TASK OBJECTIVE> For the entries below, repeat exactly each line starting with the one that contains "to kill unrecorded" and going on through the one that contains "self.signaller.kill(pid)?;", and no others.

....................

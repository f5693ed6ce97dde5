//! Supervisor - start/stop/restart/status for the managed service
//!
//! The PID file is the only record that the service is running. Every
//! operation starts by reading it and checking the PID against the OS:
//! - no file: not running
//! - file naming a live process: running
//! - file naming a dead process (or unreadable content): stale, removed on sight
//!
//! The file is written only after the spawned process survived its start
//! grace period, and removed only after its exit was observed. Mutating
//! operations run under [`SupervisorLock`] so concurrent invocations
//! serialize on the same PID file.

use keeper_common::{SupervisorError, SupervisorResult};
use keeper_monitoring::{HealthProbe, HealthReport, HttpGetter, HyperGetter, ProbeConfig};
use keeper_process::{
    process_usage, spawn_service, tail_lines, wait_for_exit, LivenessChecker, OsLiveness,
    OsSignaller, Signaller, SpawnRequest,
};
use keeper_process_file::{
    HandleStore, HandleTemplate, PidFileStore, PidRecord, ProcessHandle, SupervisorLock,
};
use serde::Serialize;
use std::path::PathBuf;
use std::sync::Arc;
use std::time::Duration;
use tracing::{debug, error, info, warn};

/// Lines of `error.log` attached to a start failure.
pub const START_FAILURE_LOG_LINES: usize = 20;

const FORCE_KILL_POLL_INTERVAL: Duration = Duration::from_millis(100);

/// Supervisor timing knobs
#[derive(Debug, Clone, PartialEq, Eq)]
pub struct Timing {
    /// How long a freshly spawned process must survive before it counts as started.
    pub start_grace: Duration,
    pub stop_retries: u32,
    pub stop_backoff: Duration,
    pub force_kill_timeout: Duration,
    pub restart_settle: Duration,
}

impl Default for Timing {
    fn default() -> Self {
        Self {
            start_grace: Duration::from_secs(3),
            stop_retries: 10,
            stop_backoff: Duration::from_secs(1),
            force_kill_timeout: Duration::from_secs(3),
            restart_settle: Duration::from_secs(2),
        }
    }
}

/// Resolved settings the supervisor runs with
#[derive(Debug, Clone)]
pub struct SupervisorSettings {
    pub launch: SpawnRequest,
    pub handle: HandleTemplate,
    /// Bind address checked by the port preflight.
    pub host: String,
    pub health_url: String,
    pub check_port: bool,
    pub timing: Timing,
    pub probe: ProbeConfig,
}

/// What `status` observed
#[derive(Debug, Clone, PartialEq, Eq, Serialize)]
#[serde(tag = "state", rename_all = "snake_case")]
pub enum ServiceStatus {
    NotRunning,
    Running {
        pid: u32,
        port: u16,
        uptime: Option<Duration>,
        memory_bytes: Option<u64>,
        /// Result of a single health request.
        responding: bool,
    },
    /// A PID file for a dead process was found and removed by this call.
    StaleHandle { pid: u32 },
}

impl std::fmt::Display for ServiceStatus {
    fn fmt(&self, f: &mut std::fmt::Formatter<'_>) -> std::fmt::Result {
        match self {
            ServiceStatus::NotRunning => write!(f, "not running"),
            ServiceStatus::StaleHandle { pid } => {
                write!(f, "not running (removed stale PID file for {})", pid)
            }
            ServiceStatus::Running {
                pid,
                port,
                uptime,
                memory_bytes,
                responding,
            } => {
                write!(f, "running (PID {}, port {}", pid, port)?;
                if let Some(uptime) = uptime {
                    write!(f, ", up {}s", uptime.as_secs())?;
                }
                if let Some(bytes) = memory_bytes {
                    write!(f, ", {:.1} MB", *bytes as f64 / (1024.0 * 1024.0))?;
                }
                let health = if *responding { "responding" } else { "not responding" };
                write!(f, ", {})", health)
            }
        }
    }
}

/// How a successful stop ended
#[derive(Debug, Clone, Copy, PartialEq, Eq, Serialize)]
#[serde(rename_all = "snake_case")]
pub enum StopOutcome {
    /// Exited after SIGTERM.
    Graceful { pid: u32 },
    /// Needed SIGKILL.
    Forced { pid: u32 },
}

impl StopOutcome {
    pub fn pid(&self) -> u32 {
        match self {
            StopOutcome::Graceful { pid } | StopOutcome::Forced { pid } => *pid,
        }
    }
}

/// PID file contents checked against the OS.
#[derive(Debug, Clone, Copy, PartialEq, Eq)]
enum Observed {
    Absent,
    Alive(u32),
    /// Dead PID, or 0 for unreadable content.
    Stale(u32),
}

pub struct Supervisor {
    settings: SupervisorSettings,
    store: Arc<dyn HandleStore>,
    liveness: Arc<dyn LivenessChecker>,
    signaller: Arc<dyn Signaller>,
    probe: HealthProbe,
    lock_path: PathBuf,
}

impl Supervisor {
    /// Supervisor over the real PID file, process table, signals and HTTP.
    pub fn new(settings: SupervisorSettings) -> Self {
        let store = Arc::new(PidFileStore::new(settings.handle.pid_file.clone()));
        Self::with_parts(
            settings,
            store,
            Arc::new(OsLiveness),
            Arc::new(OsSignaller),
            Arc::new(HyperGetter::new()),
        )
    }

    pub fn with_parts(
        settings: SupervisorSettings,
        store: Arc<dyn HandleStore>,
        liveness: Arc<dyn LivenessChecker>,
        signaller: Arc<dyn Signaller>,
        getter: Arc<dyn HttpGetter>,
    ) -> Self {
        let lock_path = SupervisorLock::path_for(&settings.handle.pid_file);
        let probe = HealthProbe::new(getter, settings.probe);
        Self {
            settings,
            store,
            liveness,
            signaller,
            probe,
            lock_path,
        }
    }

    pub fn settings(&self) -> &SupervisorSettings {
        &self.settings
    }

    /// Start the service unless it is already running.
    pub async fn start(&self) -> SupervisorResult<ProcessHandle> {
        let _lock = self.lock().await?;
        self.start_locked().await
    }

    /// Stop the service: SIGTERM, bounded wait, then SIGKILL.
    pub async fn stop(&self) -> SupervisorResult<StopOutcome> {
        let _lock = self.lock().await?;
        self.stop_locked().await
    }

    /// Stop (tolerating any failure), settle, start.
    pub async fn restart(&self) -> SupervisorResult<ProcessHandle> {
        let _lock = self.lock().await?;

        match self.stop_locked().await {
            Ok(outcome) => info!(pid = outcome.pid(), ?outcome, "Stopped service for restart"),
            Err(SupervisorError::NotRunning) => info!("Service was not running, starting it"),
            Err(e) => warn!(error = %e, "Stop failed during restart, attempting start anyway"),
        }

        debug!(settle = ?self.settings.timing.restart_settle, "Waiting before start");
        tokio::time::sleep(self.settings.timing.restart_settle).await;

        self.start_locked().await
    }

    pub async fn status(&self) -> SupervisorResult<ServiceStatus> {
        let _lock = self.lock().await?;

        match self.observe().await? {
            Observed::Absent => Ok(ServiceStatus::NotRunning),
            Observed::Stale(pid) => {
                self.clear_stale(pid).await?;
                Ok(ServiceStatus::StaleHandle { pid })
            }
            Observed::Alive(pid) => {
                let usage = process_usage(pid);
                let report = self.probe.probe_once(&self.settings.health_url).await;
                Ok(ServiceStatus::Running {
                    pid,
                    port: self.settings.handle.port,
                    uptime: usage.map(|u| u.uptime),
                    memory_bytes: usage.map(|u| u.memory_bytes),
                    responding: report.is_healthy(),
                })
            }
        }
    }

    /// Probe the health endpoint with the full retry budget.
    ///
    /// Independent of the PID file; an unhealthy result is a report, not an error.
    pub async fn health(&self) -> HealthReport {
        self.probe.probe(&self.settings.health_url).await
    }

    async fn lock(&self) -> SupervisorResult<SupervisorLock> {
        Ok(SupervisorLock::acquire(&self.lock_path).await?)
    }

    async fn observe(&self) -> SupervisorResult<Observed> {
        match self.store.load().await? {
            PidRecord::Absent => Ok(Observed::Absent),
            PidRecord::Corrupt(_) => Ok(Observed::Stale(0)),
            PidRecord::Pid(pid) => {
                if self.liveness.is_alive(pid)? {
                    Ok(Observed::Alive(pid))
                } else {
                    Ok(Observed::Stale(pid))
                }
            }
        }
    }

    async fn clear_stale(&self, pid: u32) -> SupervisorResult<()> {
        warn!(pid, pid_file = %self.store.location(), "Removing stale PID file");
        self.store.remove().await?;
        Ok(())
    }

    async fn start_locked(&self) -> SupervisorResult<ProcessHandle> {
        match self.observe().await? {
            Observed::Alive(pid) => return Err(SupervisorError::AlreadyRunning { pid }),
            Observed::Stale(pid) => self.clear_stale(pid).await?,
            Observed::Absent => {}
        }

        if self.settings.check_port {
            ensure_port_free(&self.settings.host, self.settings.handle.port)?;
        }

        let pid = spawn_service(&self.settings.launch)?;
        info!(
            pid,
            port = self.settings.handle.port,
            grace = ?self.settings.timing.start_grace,
            "Service spawned, waiting for it to settle"
        );

        tokio::time::sleep(self.settings.timing.start_grace).await;

        if !self.liveness.is_alive(pid)? {
            let log_tail = tail_lines(&self.settings.handle.error_log_file, START_FAILURE_LOG_LINES)
                .unwrap_or_else(|e| {
                    warn!(error = %e, "Could not read error log");
                    Vec::new()
                });
            error!(pid, "Service exited during start grace period");
            return Err(SupervisorError::start_failed(
                format!(
                    "process {} exited within {:?} of starting",
                    pid, self.settings.timing.start_grace
                ),
                log_tail,
            ));
        }

        if let Err(e) = self.store.save(pid).await {
            // Without a PID file nothing could ever stop it.
            error!(pid, error = %e, "Failed to record PID, killing the new process");
            if let Err(kill_err) = self.signaller.kill(pid) {
                warn!(pid, error = %kill_err, "Failed to kill unrecorded process");
            }
            return Err(e.into());
        }

        let handle = self.settings.handle.bind(pid);
        info!(pid, port = handle.port, "Service started");
        Ok(handle)
    }

    async fn stop_locked(&self) -> SupervisorResult<StopOutcome> {
        let pid = match self.observe().await? {
            Observed::Absent => return Err(SupervisorError::NotRunning),
            Observed::Stale(pid) => {
                self.clear_stale(pid).await?;
                return Err(SupervisorError::NotRunning);
            }
            Observed::Alive(pid) => pid,
        };

        let timing = &self.settings.timing;
        info!(pid, "Stopping service (SIGTERM)");
        self.signaller.terminate(pid)?;

        if wait_for_exit(&*self.liveness, pid, timing.stop_retries, timing.stop_backoff).await? {
            self.store.remove().await?;
            info!(pid, "Service stopped gracefully");
            return Ok(StopOutcome::Graceful { pid });
        }

        let waited = graceful_wait(timing);
        warn!(pid, ?waited, "Service ignored SIGTERM, sending SIGKILL");
        self.signaller.kill(pid)?;

        let polls = poll_count(timing.force_kill_timeout, FORCE_KILL_POLL_INTERVAL);
        if wait_for_exit(&*self.liveness, pid, polls, FORCE_KILL_POLL_INTERVAL).await? {
            self.store.remove().await?;
            info!(pid, "Service force-killed");
            return Ok(StopOutcome::Forced { pid });
        }

        error!(pid, "Service survived SIGKILL, keeping PID file");
        Err(SupervisorError::stop_failed(
            pid,
            format!(
                "process still alive {:?} after SIGKILL",
                timing.force_kill_timeout
            ),
        ))
    }
}

/// Upper bound on how long a graceful stop waits, saturating on overflow.
fn graceful_wait(timing: &Timing) -> Duration {
    timing
        .stop_backoff
        .checked_mul(timing.stop_retries)
        .unwrap_or(Duration::MAX)
}

fn poll_count(total: Duration, interval: Duration) -> u32 {
    let polls = total.as_millis() / interval.as_millis().max(1);
    u32::try_from(polls).unwrap_or(u32::MAX).max(1)
}

/// Fail with `PortInUse` if something already listens on `host:port`.
///
/// Only "address in use" is conclusive; any other bind error is logged and
/// left for the service itself to report.
fn ensure_port_free(host: &str, port: u16) -> SupervisorResult<()> {
    match std::net::TcpListener::bind((host, port)) {
        Ok(listener) => {
            drop(listener);
            Ok(())
        }
        Err(e) if e.kind() == std::io::ErrorKind::AddrInUse => {
            warn!(host, port, "Port already in use");
            Err(SupervisorError::PortInUse { port })
        }
        Err(e) => {
            warn!(host, port, error = %e, "Port preflight inconclusive, continuing");
            Ok(())
        }
    }
}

....................

EXERCISE RESULT>
                warn!(pid, error = %kill_err, "Failed to kill unrecorded process");
            }
            return Err(e.into());
        }

        let handle = self.settings.handle.bind(pid);
        info!(pid, port = handle.port, "Service started");
        Ok(handle)
    }

    async fn stop_locked(&self) -> SupervisorResult<StopOutcome> {
        let pid = match self.observe().await? {
            Observed::Absent => return Err(SupervisorError::NotRunning),
            Observed::Stale(pid) => {
                self.clear_stale(pid).await?;
                return Err(SupervisorError::NotRunning);
            }
            Observed::Alive(pid) => pid,
        };

        let timing = &self.settings.timing;
        info!(pid, "Stopping service (SIGTERM)");
        self.signaller.terminate(pid)?;

        if wait_for_exit(&*self.liveness, pid, timing.stop_retries, timing.stop_backoff).await? {
            self.store.remove().await?;
            info!(pid, "Service stopped gracefully");
            return Ok(StopOutcome::Graceful { pid });
        }

        let waited = graceful_wait(timing);
        warn!(pid, ?waited, "Service ignored SIGTERM, sending SIGKILL");
        self.signaller.kill(pid)?;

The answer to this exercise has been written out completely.